Exercise objective:
Only the number is needed: the count of lines in the records with the word "trace".

[[ Information provided, beginning ]]

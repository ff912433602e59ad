//! Key-value store port

use async_trait::async_trait;

use crate::error::Result;

/// Client of the key-value store shared with the tested application
#[async_trait]
pub trait KeyValueClient: Send + Sync {
    /// Connection endpoint, for diagnostics
    fn endpoint(&self) -> String;

    /// Read a key
    async fn get(&self, key: &str) -> Result<Option<String>>;

    /// Write a key
    async fn set(&self, key: &str, value: &str) -> Result<()>;

    /// Delete a key, returning whether it existed
    async fn delete(&self, key: &str) -> Result<bool>;
}
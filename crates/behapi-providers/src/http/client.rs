//! reqwest-backed HTTP client
//!
//! Relative URLs are resolved against the configured base URL, redirects
//! are never followed and error statuses are returned as plain responses,
//! so that scenarios can assert on exactly what the API answered.

use std::sync::Arc;
use std::time::Duration;

use async_trait::async_trait;
use behapi_domain::error::{Error, Result};
use behapi_domain::ports::{HttpClient, RequestSubscriber};
use behapi_domain::value_objects::{HttpExchange, HttpRequest, HttpResponse};
use reqwest::{Client, Method, redirect::Policy};
use serde::{Deserialize, Serialize};
use tracing::debug;

/// Options used when building a [`ReqwestHttpClient`]
#[derive(Debug, Clone, PartialEq, Eq, Serialize, Deserialize)]
pub struct HttpClientOptions {
    /// Base URL of the tested API
    pub base_url: String,
    /// User agent sent with every request
    pub user_agent: String,
    /// Total timeout of a request
    pub timeout: Duration,
    /// Follow redirects instead of returning the 3xx response
    pub allow_redirects: bool,
}

impl HttpClientOptions {
    /// Options for `base_url` with redirects disabled
    pub fn new(base_url: impl Into<String>) -> Self {
        Self {
            base_url: base_url.into(),
            user_agent: format!("behapi/{}", env!("CARGO_PKG_VERSION")),
            timeout: Duration::from_secs(30),
            allow_redirects: false,
        }
    }
}

/// HTTP client notifying its subscribers of every exchange
pub struct ReqwestHttpClient {
    base_url: String,
    client: Client,
    subscribers: Vec<Arc<dyn RequestSubscriber>>,
}

impl ReqwestHttpClient {
    /// Build a client; prefer going through `HttpClientFactory`
    pub fn new(
        options: &HttpClientOptions,
        subscribers: Vec<Arc<dyn RequestSubscriber>>,
    ) -> Result<Self> {
        let redirect = if options.allow_redirects {
            Policy::default()
        } else {
            Policy::none()
        };

        let client = Client::builder()
            .redirect(redirect)
            .user_agent(options.user_agent.clone())
            .timeout(options.timeout)
            .build()
            .map_err(|e| Error::Http {
                message: format!("Failed to build HTTP client: {e}"),
                source: Some(Box::new(e)),
            })?;

        Ok(Self {
            base_url: options.base_url.clone(),
            client,
            subscribers,
        })
    }

    /// Number of subscribers notified per exchange
    pub fn subscriber_count(&self) -> usize {
        self.subscribers.len()
    }
}

impl std::fmt::Debug for ReqwestHttpClient {
    fn fmt(&self, f: &mut std::fmt::Formatter<'_>) -> std::fmt::Result {
        f.debug_struct("ReqwestHttpClient")
            .field("base_url", &self.base_url)
            .field("subscribers", &self.subscribers.len())
            .finish_non_exhaustive()
    }
}

/// Resolve `url` against `base_url` unless it is already absolute
pub fn resolve_url(base_url: &str, url: &str) -> String {
    if url.starts_with("http://") || url.starts_with("https://") {
        return url.to_string();
    }

    let base = base_url.trim_end_matches('/');
    let path = url.trim_start_matches('/');
    if path.is_empty() {
        base.to_string()
    } else {
        format!("{base}/{path}")
    }
}

#[async_trait]
impl HttpClient for ReqwestHttpClient {
    fn base_url(&self) -> &str {
        &self.base_url
    }

    async fn send(&self, request: HttpRequest) -> Result<HttpResponse> {
        let url = resolve_url(&self.base_url, &request.url);
        let method = Method::from_bytes(request.method.as_bytes())
            .map_err(|_| Error::http(format!("Invalid HTTP method '{}'", request.method)))?;

        debug!(method = %method, url = %url, "Sending request");

        let mut builder = self.client.request(method, &url);
        for (name, value) in &request.headers {
            builder = builder.header(name.as_str(), value.as_str());
        }
        if let Some(body) = &request.body {
            builder = builder.body(body.clone());
        }

        let response = builder.send().await.map_err(|e| Error::Http {
            message: format!("Request to {url} failed: {e}"),
            source: Some(Box::new(e)),
        })?;

        let status = response.status().as_u16();
        let headers = response
            .headers()
            .iter()
            .map(|(name, value)| {
                (
                    name.to_string(),
                    String::from_utf8_lossy(value.as_bytes()).into_owned(),
                )
            })
            .collect();
        let body = response.text().await.map_err(|e| Error::Http {
            message: format!("Failed to read response body from {url}: {e}"),
            source: Some(Box::new(e)),
        })?;

        let response = HttpResponse {
            status,
            headers,
            body,
        };
        let exchange = HttpExchange {
            request: HttpRequest { url, ..request },
            response: response.clone(),
        };
        for subscriber in &self.subscribers {
            subscriber.on_exchange(&exchange);
        }

        Ok(response)
    }
}
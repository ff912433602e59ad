//! Structured logging with tracing
//!
//! One subscriber per process, configured from the `[logging]` section.
//! `BEHAPI_LOG` overrides the configured filter.

use behapi_domain::error::{Error, Result};
use tracing::{Level, info, warn};
use tracing_subscriber::{EnvFilter, Registry, fmt, layer::SubscriberExt, util::SubscriberInitExt};

pub use crate::config::LoggingConfig;
use crate::constants::LOG_FILTER_ENV;

/// Initialize logging with the provided configuration
///
/// Fails when a global subscriber is already installed.
pub fn init_logging(config: &LoggingConfig) -> Result<()> {
    let level = parse_log_level(&config.level)?;
    let filter =
        EnvFilter::try_from_env(LOG_FILTER_ENV).unwrap_or_else(|_| EnvFilter::new(&config.level));

    // Layer types differ, hence the two branches
    let installed = if config.json_format {
        Registry::default()
            .with(filter)
            .with(fmt::layer().json().with_target(true))
            .try_init()
    } else {
        Registry::default()
            .with(filter)
            .with(fmt::layer().with_target(true))
            .try_init()
    };
    installed.map_err(|e| Error::infrastructure(format!("Failed to initialize logging: {e}")))?;

    info!("Logging initialized with level: {}", level);
    Ok(())
}

/// Parse log level string to tracing Level
pub fn parse_log_level(level: &str) -> Result<Level> {
    match level.to_lowercase().as_str() {
        "trace" => Ok(Level::TRACE),
        "debug" => Ok(Level::DEBUG),
        "info" => Ok(Level::INFO),
        "warn" | "warning" => Ok(Level::WARN),
        "error" => Ok(Level::ERROR),
        _ => Err(Error::config(format!(
            "Invalid log level: {}. Use trace, debug, info, warn, or error",
            level
        ))),
    }
}

/// Log configuration loading status
pub fn log_config_loaded(config_path: &std::path::Path, success: bool) {
    if success {
        info!("Configuration loaded from {}", config_path.display());
    } else {
        warn!("Configuration file not found: {}", config_path.display());
    }
}
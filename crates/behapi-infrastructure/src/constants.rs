//! Infrastructure layer constants
//!
//! Service identifiers and tag names are domain constants, see
//! `behapi_domain::constants`.

// ============================================================================
// CONFIGURATION CONSTANTS
// ============================================================================

/// Default configuration file name
pub const DEFAULT_CONFIG_FILENAME: &str = "behapi.toml";

/// Default configuration directory name
pub const DEFAULT_CONFIG_DIR: &str = "behapi";

/// Environment variable prefix for configuration
pub const CONFIG_ENV_PREFIX: &str = "BEHAPI";

/// Separator for nested keys in environment variables (`BEHAPI_APP__ID`)
pub const ENV_NESTING_SEPARATOR: &str = "__";

/// Table holding the block when it is not at the root of the file
pub const CONFIG_TABLE: &str = "behapi";

// ============================================================================
// LOGGING CONSTANTS
// ============================================================================

/// Environment variable overriding the log filter
pub const LOG_FILTER_ENV: &str = "BEHAPI_LOG";

/// Default log level
pub const DEFAULT_LOG_LEVEL: &str = "info";

// ============================================================================
// SERVICE DEFAULTS
// ============================================================================

/// Formatter used by the debug reporter when none is configured
pub const DEFAULT_DEBUG_FORMATTER: &str = "pretty";

/// Key-value store reached when `kv.url` is not configured
pub const DEFAULT_KV_URL: &str = "redis://127.0.0.1:6379";

/// Number of HTTP exchanges kept by the history
pub const DEFAULT_HISTORY_LIMIT: usize = 1;

/// HTTP request timeout in seconds
pub const DEFAULT_HTTP_TIMEOUT_SECS: u64 = 30;
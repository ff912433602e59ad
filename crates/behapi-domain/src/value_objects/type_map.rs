//! Type-keyed map of shared values
//!
//! Values are stored as `Arc<T>` keyed by `TypeId::of::<T>()`, which lets
//! callers store and fetch trait objects (`Arc<dyn HttpClient>`) as well as
//! concrete types without any runtime type inspection beyond the key.

use std::any::{Any, TypeId, type_name};
use std::collections::HashMap;
use std::fmt;
use std::sync::Arc;

/// Map from a type to one shared value of that type
#[derive(Default, Clone)]
pub struct TypeMap {
    entries: HashMap<TypeId, Entry>,
}

#[derive(Clone)]
struct Entry {
    name: &'static str,
    value: Arc<dyn Any + Send + Sync>,
}

impl TypeMap {
    /// Create an empty map
    pub fn new() -> Self {
        Self::default()
    }

    /// Store `value` under `T`, returning the previous value if any
    pub fn insert<T>(&mut self, value: Arc<T>) -> Option<Arc<T>>
    where
        T: ?Sized + Send + Sync + 'static,
    {
        let entry = Entry {
            name: type_name::<T>(),
            value: Arc::new(value),
        };
        self.entries
            .insert(TypeId::of::<T>(), entry)
            .and_then(|previous| previous.value.downcast_ref::<Arc<T>>().cloned())
    }

    /// Fetch the value stored under `T`
    pub fn get<T>(&self) -> Option<Arc<T>>
    where
        T: ?Sized + Send + Sync + 'static,
    {
        self.entries
            .get(&TypeId::of::<T>())
            .and_then(|entry| entry.value.downcast_ref::<Arc<T>>())
            .cloned()
    }

    /// Whether a value is stored under `T`
    pub fn contains<T>(&self) -> bool
    where
        T: ?Sized + 'static,
    {
        self.entries.contains_key(&TypeId::of::<T>())
    }

    /// Number of stored values
    pub fn len(&self) -> usize {
        self.entries.len()
    }

    /// Whether the map is empty
    pub fn is_empty(&self) -> bool {
        self.entries.is_empty()
    }

    fn type_names(&self) -> Vec<&'static str> {
        let mut names: Vec<_> = self.entries.values().map(|entry| entry.name).collect();
        names.sort_unstable();
        names
    }
}

impl fmt::Debug for TypeMap {
    fn fmt(&self, f: &mut fmt::Formatter<'_>) -> fmt::Result {
        f.debug_set().entries(self.type_names()).finish()
    }
}
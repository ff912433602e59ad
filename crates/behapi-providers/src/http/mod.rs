//! HTTP client, its factory and the request history

pub mod client;
pub mod factory;
pub mod history;

pub use client::{HttpClientOptions, ReqwestHttpClient, resolve_url};
pub use factory::HttpClientFactory;
pub use history::HistoryRecorder;
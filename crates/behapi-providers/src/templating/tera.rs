//! Tera template engine
//!
//! Autoescaping is always off: templates produce request payloads, not HTML.

use behapi_domain::error::{Error, Result};
use behapi_domain::ports::TemplateEngine;
use tera::{Context, Tera};
use tracing::debug;

use super::loader::{TemplateLoaderChain, TemplateSource};

/// Engine options
#[derive(Debug, Clone, Copy, PartialEq, Eq, Default)]
pub struct TemplateOptions {
    /// Debug mode, on in the `dev` environment
    pub debug: bool,
}

/// [`TemplateEngine`] backed by Tera
#[derive(Debug)]
pub struct TeraTemplateEngine {
    tera: Tera,
    options: TemplateOptions,
}

impl TeraTemplateEngine {
    /// Build an engine loading every template of `loader`
    pub fn new(loader: &TemplateLoaderChain, options: TemplateOptions) -> Result<Self> {
        let mut tera = Tera::default();
        tera.autoescape_on(Vec::new());

        for source in loader.sources() {
            debug!(template = source.name(), "Loading template");
            let loaded = match &source {
                TemplateSource::Inline { name, content } => tera.add_raw_template(name, content),
                TemplateSource::File { name, path } => {
                    tera.add_template_file(path, Some(name.as_str()))
                }
            };
            loaded.map_err(|e| {
                Error::template(format!("Failed to load template '{}': {e}", source.name()))
            })?;
        }

        Ok(Self { tera, options })
    }

    /// Names of the loaded templates
    pub fn template_names(&self) -> Vec<String> {
        let mut names: Vec<String> = self.tera.get_template_names().map(String::from).collect();
        names.sort();
        names
    }
}

fn context(variables: &serde_json::Value) -> Result<Context> {
    if variables.is_null() {
        return Ok(Context::new());
    }
    Context::from_value(variables.clone())
        .map_err(|e| Error::template(format!("Template variables must be an object: {e}")))
}

impl TemplateEngine for TeraTemplateEngine {
    fn render_str(&self, template: &str, variables: &serde_json::Value) -> Result<String> {
        Tera::one_off(template, &context(variables)?, false)
            .map_err(|e| Error::template(format!("Failed to render inline template: {e}")))
    }

    fn render(&self, name: &str, variables: &serde_json::Value) -> Result<String> {
        self.tera
            .render(name, &context(variables)?)
            .map_err(|e| Error::template(format!("Failed to render '{name}': {e}")))
    }

    fn is_debug(&self) -> bool {
        self.options.debug
    }
}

[[ Information provided, end ]]

Response to the exercise:
2